2022/10/20
住民・観光客・漁師のためのエリアをつくる思い
愛媛県西部の宇和海に浮かぶ小さな島「嘉島(かしま)」は、以前から電波が不安定で、場所によってつながらないこともしばしばあった。そこでKDDIは、2019年7月、嘉島で携帯電話がスムーズにつながるようにKDDIの携帯電話基地局を開設する工事を開始した。
その嘉島のエリア化に取り組んだKDDIの小田浩明は、今回のエリア化にあたりこう語る。
「島の産業の中心は漁業です。携帯電話がつながることで、島に暮らす皆さんの生活が快適になるのはもちろん、携帯電話は緊急時の通信手段として非常に重要ですので、島内だけでなく、作業中の船で漁師さんがきちんと使えるよう、エリアの構築を行わなくてはなりません。この嘉島のエリア化は、島の皆さんにとってはもちろん、KDDIとしても悲願のエリア化でした」
今回の嘉島のように、これまでもKDDIでは四国の島々で携帯電話がつながるように長く施策を続けてきた。たとえば、大洲市沖に浮かぶ「青島」。いわゆる猫島として知られる観光地でもある。青島は、四国側から電波を飛ばしてエリア化した。これにより地域住民はもちろん、島を訪れる観光客もスムーズに携帯電話を使えるようになったのだ。
実際に使った現地の人からも喜びの声が届いている。 「今までは自宅のなかでも、手前の部屋では通じるのに山側の部屋に行くと全然通じなかった。
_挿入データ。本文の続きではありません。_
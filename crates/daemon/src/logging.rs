// SPDX-License-Identifier: BUSL-1.1
// Copyright (c) 2026 Alfred Jean LLC

//! Logging bootstrap (§10.1): two rotating `tracing` targets
//! (`runtime.log`, `detection.log`) split by event target, plus a
//! stdout layer for console visibility. The alert sink (§4.2) is not
//! part of this stack — it is its own rotating writer with its own
//! size+backup-count policy, since its exact on-disk textual form is
//! part of the observable contract rather than a `tracing` concern.

use crate::config::RotationPolicy;
use crate::error::StartupError;
use std::path::Path;
use tracing_subscriber::filter::filter_fn;
use tracing_subscriber::{fmt, prelude::*, EnvFilter};

/// Target name the detection engine and worker loop tag their
/// diagnostics with (see `hids_engine::engine`/`hids_engine::worker`).
const DETECTION_TARGET: &str = "detection";
/// Target name the runtime, supervisor, channel, and safe-call wrapper
/// tag their diagnostics with.
const RUNTIME_TARGET: &str = "runtime";

/// Holds the non-blocking writer guards for the lifetime of the
/// process; dropping either one stops flushing its file.
pub struct LoggingGuard {
    _runtime: tracing_appender::non_blocking::WorkerGuard,
    _detection: tracing_appender::non_blocking::WorkerGuard,
}

/// Install the global `tracing` subscriber described in SPEC_FULL.md
/// §10.1. Idempotent within a process only in the sense that `tracing`
/// itself enforces (a second call panics, per `tracing`'s own global
/// default); `hidsd` only ever calls this once, from `main`.
pub fn setup_logging(config: &crate::RuntimeConfig) -> Result<LoggingGuard, StartupError> {
    rotate_if_needed(&config.runtime_log_path, &config.runtime_log_rotation);
    rotate_if_needed(&config.detection_log_path, &config.detection_log_rotation);

    let (runtime_writer, runtime_guard) = rolling_writer(&config.runtime_log_path)?;
    let (detection_writer, detection_guard) = rolling_writer(&config.detection_log_path)?;

    let env_filter = EnvFilter::try_from_default_env().unwrap_or_else(|_| {
        EnvFilter::new(if config.debug_mode { "debug" } else { "info" })
    });

    let runtime_layer = fmt::layer()
        .with_writer(runtime_writer)
        .with_filter(filter_fn(|meta| meta.target() == RUNTIME_TARGET));
    let detection_layer = fmt::layer()
        .with_writer(detection_writer)
        .with_filter(filter_fn(|meta| meta.target() == DETECTION_TARGET));
    // Console sees every runtime/detection diagnostic (never alerts,
    // which are sink-only per §7 and never routed through `tracing`).
    let stdout_layer = fmt::layer();

    tracing_subscriber::registry()
        .with(env_filter)
        .with(runtime_layer)
        .with(detection_layer)
        .with(stdout_layer)
        .init();

    Ok(LoggingGuard {
        _runtime: runtime_guard,
        _detection: detection_guard,
    })
}

fn rolling_writer(
    path: &Path,
) -> Result<
    (
        tracing_appender::non_blocking::NonBlocking,
        tracing_appender::non_blocking::WorkerGuard,
    ),
    StartupError,
> {
    let dir = path.parent().filter(|p| !p.as_os_str().is_empty());
    if let Some(dir) = dir {
        std::fs::create_dir_all(dir).map_err(|source| StartupError::LogDir {
            path: dir.display().to_string(),
            source,
        })?;
    }
    let file_name = path
        .file_name()
        .map(|n| n.to_string_lossy().into_owned())
        .unwrap_or_else(|| path.display().to_string());
    let appender = tracing_appender::rolling::never(dir.unwrap_or_else(|| Path::new(".")), file_name);
    Ok(tracing_appender::non_blocking(appender))
}

/// Size-based rotation at startup, mirroring the on-disk contract in
/// §6/§10.2: `tracing-appender`'s own rollers are time-based, so the
/// size+backup-count policy is enforced here instead, the same way the
/// alert sink enforces it at write time. Best-effort: rotation failures
/// are silently ignored so the daemon still starts.
fn rotate_if_needed(path: &Path, policy: &RotationPolicy) {
    let size = match std::fs::metadata(path) {
        Ok(meta) => meta.len(),
        Err(_) => return,
    };
    if size < policy.max_bytes {
        return;
    }
    if policy.backup_count == 0 {
        let _ = std::fs::File::create(path);
        return;
    }
    let path_str = path.display().to_string();
    let oldest = format!("{path_str}.{}", policy.backup_count);
    let _ = std::fs::remove_file(&oldest);
    for i in (1..policy.backup_count).rev() {
        let from = format!("{path_str}.{i}");
        let to = format!("{path_str}.{}", i + 1);
        let _ = std::fs::rename(&from, &to);
    }
    let _ = std::fs::rename(path, format!("{path_str}.1"));
}
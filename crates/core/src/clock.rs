// SPDX-License-Identifier: BUSL-1.1
// Copyright (c) 2026 Alfred Jean LLC

//! Injected clock abstraction.
//!
//! The detection engine's decay, TTL, burst, and cooldown arithmetic is
//! defined entirely in terms of a monotonic `now()` read at the start of
//! each call. Tests drive that clock explicitly with [`FakeClock`] instead
//! of sleeping on the wall clock.

use std::sync::atomic::{AtomicU64, Ordering};
use std::sync::Arc;
use std::time::Instant;

/// A source of monotonically non-decreasing time, in fractional seconds.
pub trait Clock: Send + Sync {
    /// Current time, in seconds, relative to some fixed but arbitrary origin.
    fn now(&self) -> f64;
}

/// Wall-clock implementation backed by [`Instant`].
#[derive(Clone)]
pub struct SystemClock {
    origin: Instant,
}

impl SystemClock {
    pub fn new() -> Self {
        Self {
            origin: Instant::now(),
        }
    }
}

impl Default for SystemClock {
    fn default() -> Self {
        Self::new()
    }
}

impl Clock for SystemClock {
    fn now(&self) -> f64 {
        self.origin.elapsed().as_secs_f64()
    }
}

/// Deterministic clock for tests: starts at `0.0`, advances only when told.
///
/// Stores time as bit-pattern `u64` in an `AtomicU64` so `now()`/`advance()`
/// don't need a lock; the f64<->u64 bit conversion is lossless and ordering
/// on the bit pattern matches ordering on the float for all non-NaN values
/// this clock ever holds (it never goes negative or NaN).
#[derive(Clone)]
pub struct FakeClock {
    bits: Arc<AtomicU64>,
}

impl FakeClock {
    pub fn new() -> Self {
        Self {
            bits: Arc::new(AtomicU64::new(0f64.to_bits())),
        }
    }

    pub fn at(t: f64) -> Self {
        let clock = Self::new();
        clock.set(t);
        clock
    }

    /// Set the clock to an absolute time.
    pub fn set(&self, t: f64) {
        self.bits.store(t.to_bits(), Ordering::SeqCst);
    }

    /// Advance the clock by `delta` seconds (`delta` may be negative only
    /// in tests that intentionally probe engine robustness; production
    /// code never does this).
    pub fn advance(&self, delta: f64) {
        let current = f64::from_bits(self.bits.load(Ordering::SeqCst));
        self.set(current + delta);
    }
}

impl Default for FakeClock {
    fn default() -> Self {
        Self::new()
    }
}

impl Clock for FakeClock {
    fn now(&self) -> f64 {
        f64::from_bits(self.bits.load(Ordering::SeqCst))
    }
}

#[cfg(test)]
#[path = "clock_tests.rs"]
mod tests;
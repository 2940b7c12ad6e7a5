// SPDX-License-Identifier: BUSL-1.1
// Copyright (c) 2026 Alfred Jean LLC

//! The structured alert sink (§4.2): a process-wide, lazily-initialized
//! rotating file writer behind a single mutex, plus the free-standing
//! `setup_alert_system`/`send_alert`/`trigger_alert` entry points a
//! caller can reach for without constructing one explicitly.
//!
//! Implements `hids_engine::engine::AlertSink` so the detection engine
//! can hand it finished [`AlertRecord`]s without either crate depending
//! on the other's concrete types beyond that one trait.

use crate::error::AlertSinkError;
use hids_core::{AlertRecord, Severity};
use hids_engine::engine::AlertSink;
use parking_lot::Mutex;
use serde_json::Value;
use std::fs::{self, File, OpenOptions};
use std::io::Write;
use std::path::{Path, PathBuf};
use std::sync::{Arc, OnceLock};

pub const DEFAULT_ALERT_LOG_PATH: &str = "logs/alerts.log";
pub const DEFAULT_MAX_BYTES: u64 = 10 * 1024 * 1024;
pub const DEFAULT_BACKUP_COUNT: u32 = 5;

fn severity_rank(s: Severity) -> u8 {
    match s {
        Severity::Info => 0,
        Severity::Warning => 1,
        Severity::Error => 2,
        Severity::Critical => 3,
    }
}

enum Target {
    File {
        path: PathBuf,
        max_bytes: u64,
        backup_count: u32,
    },
    /// Fallback used when the on-disk target could not be opened at
    /// auto-init time (see the "cyclic risks" design note: the sink's
    /// own failures must never themselves become a reason to crash).
    Stderr,
}

/// Singleton-friendly rotating alert writer. Every write goes through
/// `state`, so concurrent callers always produce well-formed lines.
pub struct StructuredAlertSink {
    target: Mutex<Target>,
    min_level: Severity,
}

impl StructuredAlertSink {
    /// Open (creating if absent) a rotating sink at `path`.
    pub fn new(
        path: impl Into<PathBuf>,
        max_bytes: u64,
        backup_count: u32,
        min_level: Severity,
    ) -> Result<Self, AlertSinkError> {
        let path = path.into();
        if let Some(parent) = path.parent() {
            if !parent.as_os_str().is_empty() {
                fs::create_dir_all(parent).map_err(|source| AlertSinkError::Open {
                    path: path.display().to_string(),
                    source,
                })?;
            }
        }
        // Touch the file so a misconfigured path fails fast at setup
        // time rather than on the first alert.
        OpenOptions::new()
            .create(true)
            .append(true)
            .open(&path)
            .map_err(|source| AlertSinkError::Open {
                path: path.display().to_string(),
                source,
            })?;
        Ok(Self {
            target: Mutex::new(Target::File {
                path,
                max_bytes,
                backup_count,
            }),
            min_level,
        })
    }

    pub fn default_sink() -> Result<Self, AlertSinkError> {
        Self::new(
            DEFAULT_ALERT_LOG_PATH,
            DEFAULT_MAX_BYTES,
            DEFAULT_BACKUP_COUNT,
            Severity::Info,
        )
    }

    fn stderr_only() -> Self {
        Self {
            target: Mutex::new(Target::Stderr),
            min_level: Severity::Info,
        }
    }

    /// Format and append `record`, rotating first if the target file is
    /// already at or past its size threshold.
    fn write_record(&self, record: &AlertRecord) -> Result<(), AlertSinkError> {
        if severity_rank(record.severity) < severity_rank(self.min_level) {
            return Ok(());
        }
        let line = record.to_line();
        let target = self.target.lock();
        match &*target {
            Target::Stderr => {
                eprintln!("{line}");
                Ok(())
            }
            Target::File {
                path,
                max_bytes,
                backup_count,
            } => {
                if let Ok(meta) = fs::metadata(path) {
                    if meta.len() >= *max_bytes {
                        rotate(path, *backup_count).map_err(AlertSinkError::Rotate)?;
                    }
                }
                let mut file = OpenOptions::new()
                    .create(true)
                    .append(true)
                    .open(path)
                    .map_err(|source| AlertSinkError::Open {
                        path: path.display().to_string(),
                        source,
                    })?;
                writeln!(file, "{line}").map_err(AlertSinkError::Write)
            }
        }
    }

    /// `send_alert(message, event_type, severity, metadata, with_stack)`
    /// from SPEC_FULL.md §4.2. `with_stack` appends the current backtrace
    /// as a block separated from `message` by a newline.
    pub fn send(
        &self,
        message: impl Into<String>,
        event_type: impl Into<String>,
        severity: Severity,
        metadata: Option<Value>,
        with_stack: bool,
    ) -> Result<(), AlertSinkError> {
        let mut message = message.into();
        if with_stack {
            message.push('\n');
            message.push_str(&std::backtrace::Backtrace::force_capture().to_string());
        }
        let record = AlertRecord::new(event_type, severity, message, metadata);
        self.write_record(&record)
    }

    /// Convenience: `SECURITY/WARNING` with no metadata or stack.
    pub fn trigger(&self, message: impl Into<String>) -> Result<(), AlertSinkError> {
        self.send(message, "SECURITY", Severity::Warning, None, false)
    }
}

impl AlertSink for StructuredAlertSink {
    fn send_alert(&self, record: AlertRecord) {
        // The engine->sink call path must never itself raise (see the
        // "cyclic risks" design note); fall back to stderr on failure.
        if let Err(err) = self.write_record(&record) {
            eprintln!("alert sink write failed, falling back to stderr: {err}");
            eprintln!("{}", record.to_line());
        }
    }
}

/// Shift `path.N` -> `path.N+1` up to `backup_count`, dropping the
/// oldest, then move `path` itself to `path.1`. `backup_count == 0`
/// truncates in place instead of keeping any history.
fn rotate(path: &Path, backup_count: u32) -> std::io::Result<()> {
    if backup_count == 0 {
        File::create(path)?;
        return Ok(());
    }
    let path_str = path.display().to_string();
    let oldest = format!("{path_str}.{backup_count}");
    let _ = fs::remove_file(&oldest);
    for i in (1..backup_count).rev() {
        let from = format!("{path_str}.{i}");
        let to = format!("{path_str}.{}", i + 1);
        let _ = fs::rename(&from, &to);
    }
    fs::rename(path, format!("{path_str}.1"))
}

fn slot() -> &'static Mutex<Option<Arc<StructuredAlertSink>>> {
    static SLOT: OnceLock<Mutex<Option<Arc<StructuredAlertSink>>>> = OnceLock::new();
    SLOT.get_or_init(|| Mutex::new(None))
}

/// Explicitly (re)configure the global alert sink.
pub fn setup_alert_system(
    path: impl Into<PathBuf>,
    max_bytes: u64,
    backup_count: u32,
    min_level: Severity,
) -> Result<Arc<StructuredAlertSink>, AlertSinkError> {
    let sink = Arc::new(StructuredAlertSink::new(
        path,
        max_bytes,
        backup_count,
        min_level,
    )?);
    *slot().lock() = Some(Arc::clone(&sink));
    Ok(sink)
}

/// The global sink, auto-initializing with defaults on first use.
pub fn global_alert_sink() -> Arc<StructuredAlertSink> {
    let mut guard = slot().lock();
    if let Some(sink) = guard.as_ref() {
        return Arc::clone(sink);
    }
    let sink = Arc::new(StructuredAlertSink::default_sink().unwrap_or_else(|err| {
        eprintln!("alert sink auto-init failed, falling back to stderr: {err}");
        StructuredAlertSink::stderr_only()
    }));
    *guard = Some(Arc::clone(&sink));
    sink
}

pub fn send_alert(
    message: impl Into<String>,
    event_type: impl Into<String>,
    severity: Severity,
    metadata: Option<Value>,
    with_stack: bool,
) {
    if let Err(err) = global_alert_sink().send(message, event_type, severity, metadata, with_stack)
    {
        eprintln!("send_alert failed: {err}");
    }
}

pub fn trigger_alert(message: impl Into<String>) {
    if let Err(err) = global_alert_sink().trigger(message) {
        eprintln!("trigger_alert failed: {err}");
    }
}

/// Forget the global sink. Test-only: production code initializes once
/// per process lifetime and never needs to forget it.
#[cfg(any(test, feature = "test-support"))]
pub fn reset_alert_system() {
    *slot().lock() = None;
}

#[cfg(test)]
#[path = "alert_sink_tests.rs"]
mod tests;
それがちゃんと通じるようになるのはありがたいね。電波がスムーズに入るようになったら、より多くの人に島に遊びにきてほしい」
長年、四国全域の基地局に携わっている、KDDIエンジニアリングの難波隆之は、「四国の島々にはこれまで百数十の基地局を建設し、エリア化に努めてきました。今回の嘉島のように、直接住民の方の声を聞けるとありがたいですね。仕事へのモチベーションも高まります」と語る。
携帯電話の電波は、つないで終わりではない。つながらない場所をつないだ後には、正しくつなぎ続ける取り組みが生まれる。今日も、海を渡り山を駆け巡り鉄塔によじ登り街を見渡し、携帯電話の電波をつなぎ続けるために、“現場”は動き続けている。
※この記事は2019年9月18日の記事 を再編集したものです。